**WORK ORDER**: Where in the records does the word "SocketAddr" appear? Copy each line that holds it.
+++ SUPPLIED DATA
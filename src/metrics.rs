//! Prometheus metrics for transport observability.
//!
//! This module provides Prometheus-compatible metrics for monitoring the
//! engine. Metrics are exposed via a dedicated HTTP endpoint when the
//! embedding application opts in with [`init_metrics`].
//!
//! # Available Metrics
//!
//! ## Counters
//! - `transport_messages_sent_total` - Messages retired to callbacks (label: status)
//! - `transport_messages_received_total` - Inbound messages acknowledged
//! - `transport_messages_requeued_total` - Packets scheduled for retry
//! - `transport_callbacks_invoked_total` - User callbacks fired
//! - `transport_reconnect_attempts_total` - Reconnection attempts
//!
//! ## Gauges
//! - `transport_connection_status` - 2 = connected, 1 = retrying, 0 = disconnected
//! - `transport_waiting_depth` / `transport_in_flight_depth` /
//!   `transport_callback_depth` - container depths
//!
//! # Usage
//!
//! ```rust,ignore
//! use iothub_device_transport::metrics::try_init_metrics;
//!
//! // Initialize metrics (call once at startup)
//! try_init_metrics(([0, 0, 0, 0], 9090).into());
//! ```

use metrics::{counter, describe_counter, describe_gauge, gauge};
use metrics_exporter_prometheus::PrometheusBuilder;
use std::net::SocketAddr;
use tracing::{error, info};

/// Metric names as constants for consistency.
pub mod names {
    pub const MESSAGES_SENT_TOTAL: &str = "transport_messages_sent_total";
    pub const MESSAGES_RECEIVED_TOTAL: &str = "transport_messages_received_total";
    pub const MESSAGES_REQUEUED_TOTAL: &str = "transport_messages_requeued_total";
    pub const CALLBACKS_INVOKED_TOTAL: &str = "transport_callbacks_invoked_total";
    pub const RECONNECT_ATTEMPTS_TOTAL: &str = "transport_reconnect_attempts_total";
    pub const CONNECTION_STATUS: &str = "transport_connection_status";
    pub const WAITING_DEPTH: &str = "transport_waiting_depth";
    pub const IN_FLIGHT_DEPTH: &str = "transport_in_flight_depth";
    pub const CALLBACK_DEPTH: &str = "transport_callback_depth";
}

/// Initialize the Prometheus metrics exporter.
///
/// Sets up metric descriptions and starts the Prometheus HTTP listener
/// on the specified address.
///
/// # Returns
///
/// `Ok(())` if initialization succeeds, `Err` with message otherwise.
pub fn init_metrics(metrics_addr: SocketAddr) -> Result<(), String> {
    PrometheusBuilder::new()
        .with_http_listener(metrics_addr)
        .install()
        .map_err(|e| format!("Failed to install Prometheus exporter: {e}"))?;

    describe_counter!(
        names::MESSAGES_SENT_TOTAL,
        "Messages retired to their callbacks, labelled by terminal status"
    );
    describe_counter!(
        names::MESSAGES_RECEIVED_TOTAL,
        "Inbound messages delivered to the application and acknowledged"
    );
    describe_counter!(
        names::MESSAGES_REQUEUED_TOTAL,
        "Packets re-queued for retry after a transient failure"
    );
    describe_counter!(
        names::CALLBACKS_INVOKED_TOTAL,
        "User send callbacks invoked"
    );
    describe_counter!(
        names::RECONNECT_ATTEMPTS_TOTAL,
        "Connection re-establishment attempts"
    );

    describe_gauge!(
        names::CONNECTION_STATUS,
        "Connection status (2 = connected, 1 = retrying, 0 = disconnected)"
    );
    describe_gauge!(names::WAITING_DEPTH, "Packets waiting to be sent");
    describe_gauge!(names::IN_FLIGHT_DEPTH, "Packets awaiting broker ack");
    describe_gauge!(names::CALLBACK_DEPTH, "Packets awaiting user callback");

    info!(addr = %metrics_addr, "Prometheus metrics endpoint started");
    Ok(())
}

/// Try to initialize metrics, logging any errors but not failing.
///
/// This is useful for cases where metrics are optional.
pub fn try_init_metrics(metrics_addr: SocketAddr) {
    if let Err(e) = init_metrics(metrics_addr) {
        error!(error = %e, "Failed to initialize metrics, continuing without metrics");
    }
}

// =============================================================================
// Recording Functions
// =============================================================================

/// Record a message retired to its callback with the given status.
pub fn record_message_sent(status: &str) {
    counter!(names::MESSAGES_SENT_TOTAL, "status" => status.to_string()).increment(1);
}

/// Record an inbound message acknowledged to the hub.
pub fn record_message_received() {
    counter!(names::MESSAGES_RECEIVED_TOTAL).increment(1);
}

/// Record a packet re-queued for retry.
pub fn record_message_requeued() {
    counter!(names::MESSAGES_REQUEUED_TOTAL).increment(1);
}

/// Record a user callback invocation.
pub fn record_callback_invoked() {
    counter!(names::CALLBACKS_INVOKED_TOTAL).increment(1);
}

/// Record a reconnection attempt.
pub fn record_reconnect_attempt() {
    counter!(names::RECONNECT_ATTEMPTS_TOTAL).increment(1);
}

/// Update the connection status gauge.
///
/// States: 2 = connected, 1 = retrying, 0 = disconnected.
pub fn set_connection_status(state: u8) {
    gauge!(names::CONNECTION_STATUS).set(f64::from(state));
}

/// Update the container depth gauges.
pub fn set_queue_depths(waiting: usize, in_flight: usize, callbacks: usize) {
    gauge!(names::WAITING_DEPTH).set(waiting as f64);
    gauge!(names::IN_FLIGHT_DEPTH).set(in_flight as f64);
    gauge!(names::CALLBACK_DEPTH).set(callbacks as f64);
}

#[cfg(test)]
mod tests {
    use super::*;

    // Note: These tests verify the functions don't panic.
    // Full metrics testing requires integration tests with a Prometheus scraper.

    #[test]
    fn test_record_counters() {
        record_message_sent("ok-empty");
        record_message_received();
        record_message_requeued();
        record_callback_invoked();
        record_reconnect_attempt();
    }

    #[test]
    fn test_set_gauges() {
        set_connection_status(0);
        set_connection_status(1);
        set_connection_status(2);
        set_queue_depths(3, 1, 0);
    }
}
++++++
**YOUR RESPONSE**:
use std::net::SocketAddr;
pub fn init_metrics(metrics_addr: SocketAddr) -> Result<(), String> {
pub fn try_init_metrics(metrics_addr: SocketAddr) {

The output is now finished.